Acute angioedema: recognition and management in the emergency department.

Angioedema is characterized by localized swelling of subcutaneous tissues or mucosa of the upper respiratory or gastrointestinal tract. Laryngeal involvement may threaten airway patency and can be fatal if not addressed promptly. There are several distinct subtypes of angioedema, caused by different pathological processes involving a range of proinflammatory mediators. In the emergency department, it is essential not only that acute angioedema is identified as quickly as possible but also that the likely working diagnosis is established so that the most effective treatment may be administered to resolve potentially life-threatening swelling. In this paper, we present an overview of the various types of angioedema, and offer a practical diagnostic and therapeutic approach to their management.

Hereditary angioedema: a survey of UK emergency departments and recommendations for management.
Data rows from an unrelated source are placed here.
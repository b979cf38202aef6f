//! BLE Connection Module
//!
//! WinRT implementation of the link traits. Resolves the radio and robot
//! services, forwards response notifications and reports connection loss.

use crate::domain::models::{AppEvent, MessageSeverity, StatusMessage};
use crate::domain::settings::LinkSettings;
use crate::infrastructure::bluetooth::error::{ConnectionError, LinkError};
use crate::infrastructure::bluetooth::link::{
    Characteristic, DeviceInfo, LinkEvent, RobotConnector, RobotLink,
};
use crate::infrastructure::bluetooth::protocol;
use crate::infrastructure::bluetooth::scanner::BleScanner;
use async_trait::async_trait;
use std::collections::HashMap;
use std::sync::{Arc, Mutex};
use std::time::Duration;
use tokio::sync::mpsc;
use tracing::{debug, info, warn};
use windows::core::GUID;
use windows::Devices::Bluetooth::GenericAttributeProfile::{
    GattCharacteristic, GattClientCharacteristicConfigurationDescriptorValue,
    GattCommunicationStatus, GattDeviceService, GattSession, GattValueChangedEventArgs,
};
use windows::Devices::Bluetooth::{BluetoothConnectionStatus, BluetoothLEDevice};
use windows::Foundation::TypedEventHandler;
use windows::Storage::Streams::{DataReader, DataWriter, IBuffer};

const CHARACTERISTICS: [Characteristic; 5] = [
    Characteristic::AntiDos,
    Characteristic::TxPower,
    Characteristic::WakeCpu,
    Characteristic::Control,
    Characteristic::Response,
];

/// Parse a dashed UUID string into a GUID
pub fn parse_uuid(uuid: &str) -> Result<GUID, LinkError> {
    let hex = uuid.replace('-', "");
    if hex.len() != 32 {
        return Err(LinkError::Gatt(format!("invalid UUID {}", uuid)));
    }
    u128::from_str_radix(&hex, 16)
        .map(GUID::from_u128)
        .map_err(|_| LinkError::Gatt(format!("invalid UUID {}", uuid)))
}

/// Scans for the robot and opens WinRT GATT links to it
pub struct WinRtConnector {
    scanner: BleScanner,
    event_sender: mpsc::UnboundedSender<AppEvent>,
}

impl WinRtConnector {
    pub fn new(settings: &LinkSettings, event_sender: mpsc::UnboundedSender<AppEvent>) -> Self {
        Self {
            scanner: BleScanner::new(
                settings.device_name_prefix.clone(),
                Duration::from_millis(settings.scan_timeout_ms),
                event_sender.clone(),
            ),
            event_sender,
        }
    }

    fn send_log(&self, message: &str, severity: MessageSeverity) {
        let _ = self.event_sender.send(AppEvent::LogMessage(StatusMessage {
            message: message.to_string(),
            severity,
        }));
    }
}

#[async_trait]
impl RobotConnector for WinRtConnector {
    async fn request(&self) -> Result<DeviceInfo, ConnectionError> {
        self.scanner.find().await
    }

    async fn connect(
        &self,
        device: &DeviceInfo,
        events: mpsc::UnboundedSender<LinkEvent>,
    ) -> Result<Arc<dyn RobotLink>, ConnectionError> {
        info!("Connecting to {} ({:#X})", device.name, device.address);
        self.send_log("Connecting to robot...", MessageSeverity::Info);

        let ble = BluetoothLEDevice::FromBluetoothAddressAsync(device.address)?.await?;

        let session = match create_gatt_session(&ble).await {
            Ok(session) => Some(session),
            Err(e) => {
                warn!("Failed to create GattSession: {}, continuing anyway", e);
                None
            }
        };

        let radio = find_service(&ble, protocol::RADIO_SERVICE_UUID).await?;
        let robot = find_service(&ble, protocol::ROBOT_SERVICE_UUID).await?;

        let mut characteristics = HashMap::new();
        for characteristic in CHARACTERISTICS {
            let service = if characteristic.service_uuid() == protocol::RADIO_SERVICE_UUID {
                &radio
            } else {
                &robot
            };
            let gatt = find_characteristic(service, characteristic).await?;
            characteristics.insert(characteristic, gatt);
        }
        debug!("Resolved {} characteristics", characteristics.len());

        let status_token = watch_connection(&ble, events.clone())?;

        Ok(Arc::new(WinRtLink {
            device: ble,
            session,
            characteristics,
            events,
            status_token,
            notify_tokens: Mutex::new(Vec::new()),
        }))
    }
}

/// Keep the connection up while the link is in use
async fn create_gatt_session(device: &BluetoothLEDevice) -> windows::core::Result<GattSession> {
    let device_id = device.BluetoothDeviceId()?;
    let session = GattSession::FromDeviceIdAsync(&device_id)?.await?;
    session.SetMaintainConnection(true)?;
    Ok(session)
}

async fn find_service(
    device: &BluetoothLEDevice,
    uuid: &'static str,
) -> Result<GattDeviceService, ConnectionError> {
    let guid = parse_uuid(uuid)?;
    let result = device.GetGattServicesForUuidAsync(guid)?.await?;
    if result.Status()? != GattCommunicationStatus::Success {
        warn!("Service lookup for {} returned {:?}", uuid, result.Status()?);
        return Err(ConnectionError::ServiceNotFound(uuid));
    }

    let services = result.Services()?;
    if services.Size()? == 0 {
        return Err(ConnectionError::ServiceNotFound(uuid));
    }
    let service = services.GetAt(0)?;

    let access = service.RequestAccessAsync()?.await?;
    debug!("Service {} access status: {:?}", uuid, access);
    Ok(service)
}

async fn find_characteristic(
    service: &GattDeviceService,
    characteristic: Characteristic,
) -> Result<GattCharacteristic, ConnectionError> {
    let guid = parse_uuid(characteristic.uuid())?;
    let result = service.GetCharacteristicsForUuidAsync(guid)?.await?;
    let found = result.Characteristics()?;
    if result.Status()? != GattCommunicationStatus::Success || found.Size()? == 0 {
        return Err(LinkError::MissingCharacteristic(characteristic.uuid()).into());
    }
    Ok(found.GetAt(0)?)
}

fn watch_connection(
    device: &BluetoothLEDevice,
    events: mpsc::UnboundedSender<LinkEvent>,
) -> windows::core::Result<i64> {
    let handler = TypedEventHandler::new(move |dev: windows::core::Ref<BluetoothLEDevice>, _| {
        if let Some(dev) = dev.as_ref() {
            if dev.ConnectionStatus()? == BluetoothConnectionStatus::Disconnected {
                let _ = events.send(LinkEvent::Disconnected);
            }
        }
        Ok(())
    });
    device.ConnectionStatusChanged(&handler)
}

fn read_buffer(buffer: &IBuffer) -> windows::core::Result<Vec<u8>> {
    let reader = DataReader::FromBuffer(buffer)?;
    let mut bytes = vec![0u8; reader.UnconsumedBufferLength()? as usize];
    reader.ReadBytes(&mut bytes)?;
    Ok(bytes)
}

struct WinRtLink {
    device: BluetoothLEDevice,
    session: Option<GattSession>,
    characteristics: HashMap<Characteristic, GattCharacteristic>,
    events: mpsc::UnboundedSender<LinkEvent>,
    status_token: i64,
    notify_tokens: Mutex<Vec<(Characteristic, i64)>>,
}

impl WinRtLink {
    fn characteristic(&self, characteristic: Characteristic) -> Result<&GattCharacteristic, LinkError> {
        self.characteristics
            .get(&characteristic)
            .ok_or(LinkError::MissingCharacteristic(characteristic.uuid()))
    }
}

#[async_trait]
impl RobotLink for WinRtLink {
    async fn write(&self, characteristic: Characteristic, value: &[u8]) -> Result<(), LinkError> {
        let target = self.characteristic(characteristic)?;
        let operation = {
            let writer = DataWriter::new()?;
            writer.WriteBytes(value)?;
            let buffer = writer.DetachBuffer()?;
            target.WriteValueAsync(&buffer)?
        };

        let status = operation.await?;
        if status != GattCommunicationStatus::Success {
            return Err(LinkError::Gatt(format!(
                "write to {:?} returned {:?}",
                characteristic, status
            )));
        }
        Ok(())
    }

    async fn subscribe(&self, characteristic: Characteristic) -> Result<(), LinkError> {
        let target = self.characteristic(characteristic)?;

        let token = {
            let events = self.events.clone();
            let handler = TypedEventHandler::new(
                move |_: windows::core::Ref<GattCharacteristic>,
                      args: windows::core::Ref<GattValueChangedEventArgs>| {
                    if let Some(args) = args.as_ref() {
                        let bytes = read_buffer(&args.CharacteristicValue()?)?;
                        let _ = events.send(LinkEvent::Notification(bytes));
                    }
                    Ok(())
                },
            );
            target.ValueChanged(&handler)?
        };
        if let Ok(mut tokens) = self.notify_tokens.lock() {
            tokens.push((characteristic, token));
        }

        let status = target
            .WriteClientCharacteristicConfigurationDescriptorAsync(
                GattClientCharacteristicConfigurationDescriptorValue::Notify,
            )?
            .await?;
        if status != GattCommunicationStatus::Success {
            return Err(LinkError::Gatt(format!(
                "subscribe to {:?} returned {:?}",
                characteristic, status
            )));
        }
        info!("Notifications enabled on {:?}", characteristic);
        Ok(())
    }

    async fn disconnect(&self) {
        let tokens = self
            .notify_tokens
            .lock()
            .map(|mut tokens| std::mem::take(&mut *tokens))
            .unwrap_or_default();
        for (characteristic, token) in tokens {
            if let Some(target) = self.characteristics.get(&characteristic) {
                let _ = target.RemoveValueChanged(token);
            }
        }
        let _ = self.device.RemoveConnectionStatusChanged(self.status_token);
        if let Some(session) = &self.session {
            let _ = session.Close();
        }
        let _ = self.device.Close();
        info!("Closed BLE device");
    }
}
Patients with hereditary angioedema may present to the emergency department (ED) with subcutaneous and submucosal swellings, the most important being the development of laryngeal oedema, which can rapidly obstruct the airways and cause death. The aim of this study was to establish whether local guidelines exist for the management of such patients and to determine where the C1 inhibitor concentrate (C1 INHC) was kept in the trusts. A questionnaire survey of the availability and use of C1 INHC was sent to 35 EDs across the UK with established immunology services within their trusts. A hundred percent response was received. Thirty-three trusts had a supply of the drug C1 INHC in varying quantities. Nineteen trusts had it in their ED. Only 17 departments had any guidance with regard to their use. There is a significant lack of guidance for C1 INHC use in the EDs surveyed. A guideline was developed as a result that can be used by EDs across Europe.